S273 phosphorylation restricts PPARy structural dynamics - a multiscale modeling view on the mechanisms of obesity metabolism

The nuclear receptor PPARγ is a promising target for treating type 2 diabetes mellitus. It regulates gene expression related to insulin and lipid metabolism. The obesity-linked phosphorylation of PPARγ S273 disrupts the expression of a specific subset of PPARγ-controlled genes linked to insulin metabolism, such as adiponectin. Previous research has demonstrated that this post-translational modification alters interactions with several coregulators, thereby influencing the expression of upstream genes. However, the effects of phosphorylation on the structural dynamics of PPARγ have not yet been fully understood. In this study, we applied atomistic and coarse-grained molecular dynamics simulations to examine the structural and dynamic changes induced by S273 phosphorylation.
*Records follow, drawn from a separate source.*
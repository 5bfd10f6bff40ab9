//! Test doubles shared by the fetcher and resolver tests

use std::collections::HashMap;
use std::sync::Mutex;

use async_trait::async_trait;
use lockdiff_core::FetchError;

use crate::http::HttpClient;

/// In-memory [`HttpClient`] serving canned bodies; unknown URLs are 404
#[derive(Default)]
pub struct FakeHttpClient {
    responses: HashMap<String, Result<String, u16>>,
    requests: Mutex<Vec<String>>,
}

impl FakeHttpClient {
    pub fn new() -> Self {
        Self::default()
    }

    pub fn with_body(mut self, url: &str, body: &str) -> Self {
        self.responses.insert(url.to_string(), Ok(body.to_string()));
        self
    }

    pub fn with_status(mut self, url: &str, status: u16) -> Self {
        self.responses.insert(url.to_string(), Err(status));
        self
    }

    pub fn requests(&self) -> Vec<String> {
        self.requests.lock().unwrap().clone()
    }
}

#[async_trait]
impl HttpClient for FakeHttpClient {
    async fn get(&self, url: &str) -> Result<String, FetchError> {
        self.requests.lock().unwrap().push(url.to_string());
        match self.responses.get(url) {
            Some(Ok(body)) if body.trim().is_empty() => Err(FetchError::EmptyBody(url.to_string())),
            Some(Ok(body)) => Ok(body.clone()),
            Some(Err(status)) => Err(FetchError::Status {
                status: *status,
                url: url.to_string(),
            }),
            None => Err(FetchError::NotFound(url.to_string())),
        }
    }
}
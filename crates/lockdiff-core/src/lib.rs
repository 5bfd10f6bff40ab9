//! Lockdiff Core - Core library for release notes resolution
//!
//! This crate provides the foundational types, error handling and
//! configuration shared by the lockdiff changelog, sources and CLI crates.

pub mod config;
pub mod error;
pub mod types;

pub use config::Config;
pub use error::{
    ConfigError, FetchError, LockdiffError, ParseError, Result, VersionError,
};
pub use types::{Ecosystem, SourceKind};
We observed that the phosphorylation impacts the dynamics of adjacent residues and influences more distantly located structural regions. Furthermore, S273 phosphorylation alters the flexibility of H12, the region responsible for canonical interaction with coregulators, potentially accounting for the previously observed differential interactions. These findings provide new insights into the mechanisms of gene expression regulation and may expand the avenues into diabetes therapy studies through PPARγ modulation. Moreover, they highlight the potential of combined atomistic and coarse-grained simulations to elucidate modifications of structural dynamics in proteins upon post-translational modification.